■ Work instruction:
Find and copy each line of the records where the string "return" shows up.

■ Data section:

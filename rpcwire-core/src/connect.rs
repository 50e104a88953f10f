//! Connect protocol wire details shared by handlers and clients.
//!
//! Covers content types, the `Connect-Timeout-Ms` header, GET query
//! parameters, the JSON error body and the streaming end-of-stream message.

use std::collections::BTreeMap;
use std::time::Duration;

use base64::Engine as _;
use base64::engine::general_purpose::{STANDARD, STANDARD_NO_PAD, URL_SAFE, URL_SAFE_NO_PAD};
use bytes::Bytes;
use http::{HeaderMap, HeaderName, HeaderValue, Method, StatusCode};
use serde::{Deserialize, Deserializer, Serialize, Serializer};

use crate::code::Code;
use crate::codec::{CODEC_JSON, CODEC_JSON_CHARSET_UTF8, Codec};
use crate::error::{Error, ErrorDetail};
use crate::spec::StreamType;

pub const UNARY_CONTENT_TYPE_PREFIX: &str = "application/";
pub const STREAMING_CONTENT_TYPE_PREFIX: &str = "application/connect+";

pub const HEADER_TIMEOUT: &str = "connect-timeout-ms";
pub const HEADER_PROTOCOL_VERSION: &str = "connect-protocol-version";
pub const HEADER_STREAMING_CONTENT_ENCODING: &str = "connect-content-encoding";
pub const HEADER_STREAMING_ACCEPT_ENCODING: &str = "connect-accept-encoding";
pub const UNARY_TRAILER_PREFIX: &str = "trailer-";

pub const PROTOCOL_VERSION: &str = "1";
pub const QUERY_CONNECT_VALUE: &str = "v1";

/// Longest timeout header accepted, in digits.
const MAX_TIMEOUT_DIGITS: usize = 10;

/// Codec name from a Connect content type.
pub fn codec_name_from_content_type(stream_type: StreamType, content_type: &str) -> &str {
    let prefix = match stream_type {
        StreamType::Unary => UNARY_CONTENT_TYPE_PREFIX,
        _ => STREAMING_CONTENT_TYPE_PREFIX,
    };
    content_type.strip_prefix(prefix).unwrap_or(content_type)
}

pub fn content_type_from_codec_name(stream_type: StreamType, name: &str) -> String {
    match stream_type {
        StreamType::Unary => format!("{UNARY_CONTENT_TYPE_PREFIX}{name}"),
        _ => format!("{STREAMING_CONTENT_TYPE_PREFIX}{name}"),
    }
}

/// Parse `Connect-Timeout-Ms`. `None` means no deadline.
pub fn parse_timeout(value: Option<&str>) -> Result<Option<Duration>, Error> {
    let Some(value) = value.filter(|v| !v.is_empty()) else {
        return Ok(None);
    };
    if value.len() > MAX_TIMEOUT_DIGITS {
        return Err(Error::invalid_argument(format!(
            "parse timeout: {value:?} has >10 digits"
        )));
    }
    let millis: u64 = value
        .parse()
        .map_err(|e| Error::invalid_argument(format!("parse timeout: {e}")))?;
    Ok(Some(Duration::from_millis(millis)))
}

/// Encode a remaining timeout. Expired or oversized timeouts are omitted.
pub fn encode_timeout(timeout: Duration) -> Option<String> {
    let millis = timeout.as_millis();
    if millis == 0 {
        return None;
    }
    let encoded = millis.to_string();
    (encoded.len() <= MAX_TIMEOUT_DIGITS).then_some(encoded)
}

/// Validate the protocol version marker of a request.
pub fn check_protocol_version(
    method: &Method,
    query_version: Option<&str>,
    header_version: Option<&str>,
    required: bool,
) -> Result<(), Error> {
    let (version, name, expected, what) = if method == Method::GET {
        (query_version, "connect", QUERY_CONNECT_VALUE, "query parameter")
    } else if method == Method::POST {
        (header_version, HEADER_PROTOCOL_VERSION, PROTOCOL_VERSION, "header")
    } else {
        return Err(Error::invalid_argument(format!(
            "unsupported method: {:?}",
            method.as_str()
        )));
    };
    match version.filter(|v| !v.is_empty()) {
        None if required => Err(Error::invalid_argument(format!(
            "missing required {what}: set {name} to {expected:?}"
        ))),
        Some(version) if version != expected => Err(Error::invalid_argument(format!(
            "{name} must be {expected:?}: got {version:?}"
        ))),
        _ => Ok(()),
    }
}

/// Query parameters of a unary GET request.
#[derive(Clone, Debug, Default, PartialEq, Eq, Serialize, Deserialize)]
pub struct GetQuery {
    #[serde(default, skip_serializing_if = "Option::is_none")]
    pub connect: Option<String>,
    #[serde(default, skip_serializing_if = "Option::is_none")]
    pub encoding: Option<String>,
    #[serde(default, skip_serializing_if = "Option::is_none")]
    pub base64: Option<String>,
    #[serde(default, skip_serializing_if = "Option::is_none")]
    pub compression: Option<String>,
    #[serde(default, skip_serializing_if = "Option::is_none")]
    pub message: Option<String>,
}

impl GetQuery {
    pub fn parse(query: &str) -> Result<Self, Error> {
        serde_qs::from_str(query)
            .map_err(|e| Error::invalid_argument(format!("parse query: {e}")))
    }

    pub fn encode(&self) -> Result<String, Error> {
        serde_qs::to_string(self).map_err(|e| Error::internal(format!("encode query: {e}")))
    }

    pub fn is_base64(&self) -> bool {
        self.base64.as_deref() == Some("1")
    }

    /// The raw message bytes, undoing base64 when flagged.
    pub fn message_bytes(&self) -> Result<Bytes, Error> {
        let message = self.message.as_deref().unwrap_or_default();
        if !self.is_base64() {
            return Ok(Bytes::copy_from_slice(message.as_bytes()));
        }
        decode_binary_query_value(message).map(Bytes::from)
    }
}

/// URL-safe base64 without padding.
pub fn encode_binary_query_value(data: &[u8]) -> String {
    URL_SAFE_NO_PAD.encode(data)
}

/// URL-safe base64, padded or not.
pub fn decode_binary_query_value(value: &str) -> Result<Vec<u8>, Error> {
    let decoded = if value.len() % 4 != 0 {
        URL_SAFE_NO_PAD.decode(value)
    } else {
        URL_SAFE.decode(value)
    };
    decoded.map_err(|e| Error::invalid_argument(format!("decode message: {e}")))
}

/// Standard base64 without padding, as used for binary metadata.
pub fn encode_binary_header(data: &[u8]) -> String {
    STANDARD_NO_PAD.encode(data)
}

/// Standard base64, padded or not.
pub fn decode_binary_header(value: &str) -> Result<Vec<u8>, base64::DecodeError> {
    if value.len() % 4 != 0 {
        STANDARD_NO_PAD.decode(value)
    } else {
        STANDARD.decode(value)
    }
}

/// One entry of the `details` array in a JSON error.
#[derive(Clone, Debug, PartialEq)]
pub struct WireDetail(pub ErrorDetail);

#[derive(Serialize, Deserialize)]
struct WireDetailJson {
    #[serde(rename = "type")]
    type_name: String,
    value: String,
    #[serde(default, skip_serializing_if = "Option::is_none")]
    debug: Option<serde_json::Value>,
}

impl Serialize for WireDetail {
    fn serialize<S: Serializer>(&self, serializer: S) -> Result<S::Ok, S::Error> {
        WireDetailJson {
            type_name: self.0.type_name().to_string(),
            value: encode_binary_header(self.0.value()),
            debug: self.0.debug().cloned(),
        }
        .serialize(serializer)
    }
}

impl<'de> Deserialize<'de> for WireDetail {
    fn deserialize<D: Deserializer<'de>>(deserializer: D) -> Result<Self, D::Error> {
        let wire = WireDetailJson::deserialize(deserializer)?;
        let value = decode_binary_header(&wire.value)
            .map_err(|e| serde::de::Error::custom(format!("decode base64: {e}")))?;
        let mut detail = ErrorDetail::new(wire.type_name, value);
        if let Some(debug) = wire.debug {
            detail = detail.with_debug(debug);
        }
        Ok(WireDetail(detail))
    }
}

/// The JSON error body of Connect.
///
/// An unrecognized code deserializes to `None` instead of failing, so the
/// message and details are still usable.
#[derive(Clone, Debug, Default, PartialEq, Serialize, Deserialize)]
pub struct WireError {
    #[serde(serialize_with = "serialize_code", deserialize_with = "deserialize_code", default)]
    pub code: Option<Code>,
    #[serde(default, skip_serializing_if = "String::is_empty")]
    pub message: String,
    #[serde(default, skip_serializing_if = "Vec::is_empty")]
    pub details: Vec<WireDetail>,
}

fn serialize_code<S: Serializer>(code: &Option<Code>, serializer: S) -> Result<S::Ok, S::Error> {
    serializer.collect_str(&code.unwrap_or(Code::Unknown))
}

fn deserialize_code<'de, D: Deserializer<'de>>(deserializer: D) -> Result<Option<Code>, D::Error> {
    let text = Option::<String>::deserialize(deserializer)?;
    Ok(text.and_then(|t| t.parse().ok()))
}

impl WireError {
    pub fn from_error(err: &Error) -> Self {
        Self {
            code: Some(err.code()),
            message: err.message().to_string(),
            details: err.details().iter().cloned().map(WireDetail).collect(),
        }
    }

    /// Convert into a wire-origin error, using `fallback` for a missing or
    /// unusable code.
    pub fn into_error(self, fallback: Code) -> Error {
        let code = match self.code {
            Some(Code::Ok) | Some(Code::Other(_)) | None => fallback,
            Some(code) => code,
        };
        let mut err = Error::from_wire(code, self.message);
        err.set_details(self.details.into_iter().map(|d| d.0).collect());
        err
    }
}

/// Payload of the Connect end-of-stream frame.
#[derive(Clone, Debug, Default, PartialEq, Serialize, Deserialize)]
pub struct EndStreamMessage {
    #[serde(default, skip_serializing_if = "Option::is_none")]
    pub error: Option<WireError>,
    #[serde(default, skip_serializing_if = "BTreeMap::is_empty")]
    pub metadata: BTreeMap<String, Vec<String>>,
}

impl EndStreamMessage {
    pub fn new(error: Option<&Error>, trailers: &HeaderMap) -> Self {
        Self {
            error: error.map(WireError::from_error),
            metadata: headers_to_map(trailers),
        }
    }

    pub fn trailers(&self) -> HeaderMap {
        map_to_headers(&self.metadata)
    }
}

/// Multi-valued metadata map as used in JSON bodies.
pub fn headers_to_map(headers: &HeaderMap) -> BTreeMap<String, Vec<String>> {
    let mut map: BTreeMap<String, Vec<String>> = BTreeMap::new();
    for (name, value) in headers {
        if let Ok(value) = value.to_str() {
            map.entry(name.as_str().to_string())
                .or_default()
                .push(value.to_string());
        }
    }
    map
}

pub fn map_to_headers(map: &BTreeMap<String, Vec<String>>) -> HeaderMap {
    let mut headers = HeaderMap::new();
    for (name, values) in map {
        let Ok(name) = HeaderName::from_bytes(name.as_bytes()) else {
            tracing::debug!(name = %name, "dropping invalid metadata key");
            continue;
        };
        for value in values {
            if let Ok(value) = HeaderValue::from_str(value) {
                headers.append(name.clone(), value);
            }
        }
    }
    headers
}

/// Client check of a unary response content type.
pub fn validate_unary_response_content_type(
    request_codec: &str,
    method: &Method,
    status: StatusCode,
    content_type: &str,
) -> Result<(), Error> {
    if status != StatusCode::OK {
        if status == StatusCode::NOT_MODIFIED && method == Method::GET {
            return Err(Error::from_wire(Code::Unknown, "HTTP 304: not modified"));
        }
        // Error bodies are always JSON.
        let json = content_type_from_codec_name(StreamType::Unary, CODEC_JSON);
        let json_utf8 = content_type_from_codec_name(StreamType::Unary, CODEC_JSON_CHARSET_UTF8);
        if content_type == json || content_type == json_utf8 {
            return Ok(());
        }
        return Err(Error::new(
            Code::from_http_status(status),
            status.canonical_reason().unwrap_or_default(),
        ));
    }
    let expected = content_type_from_codec_name(StreamType::Unary, request_codec);
    if !content_type.starts_with(UNARY_CONTENT_TYPE_PREFIX) {
        return Err(Error::unknown(format!(
            "invalid content-type: {content_type:?}; expecting {expected:?}"
        )));
    }
    let response_codec = codec_name_from_content_type(StreamType::Unary, content_type);
    if Codec::same_name(response_codec, request_codec) {
        return Ok(());
    }
    Err(Error::internal(format!(
        "invalid content-type: {content_type:?}; expecting {expected:?}"
    )))
}

/// Client check of a streaming response content type.
pub fn validate_stream_response_content_type(
    request_codec: &str,
    content_type: &str,
) -> Result<(), Error> {
    let expected = content_type_from_codec_name(StreamType::BidiStream, request_codec);
    let Some(response_codec) = content_type.strip_prefix(STREAMING_CONTENT_TYPE_PREFIX) else {
        return Err(Error::unknown(format!(
            "invalid content-type: {content_type:?}; expecting {expected:?}"
        )));
    };
    if response_codec != request_codec {
        return Err(Error::internal(format!(
            "invalid content-type: {content_type:?}; expecting {expected:?}"
        )));
    }
    Ok(())
}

■ Expected output:
        return Ok(None);
        return Err(Error::invalid_argument(format!(
        return None;
        return Err(Error::invalid_argument(format!(
            return Ok(Bytes::copy_from_slice(message.as_bytes()));
            return Err(Error::from_wire(Code::Unknown, "HTTP 304: not modified"));
            return Ok(());
        return Err(Error::new(
        return Err(Error::unknown(format!(
        return Ok(());
        return Err(Error::unknown(format!(
        return Err(Error::internal(format!(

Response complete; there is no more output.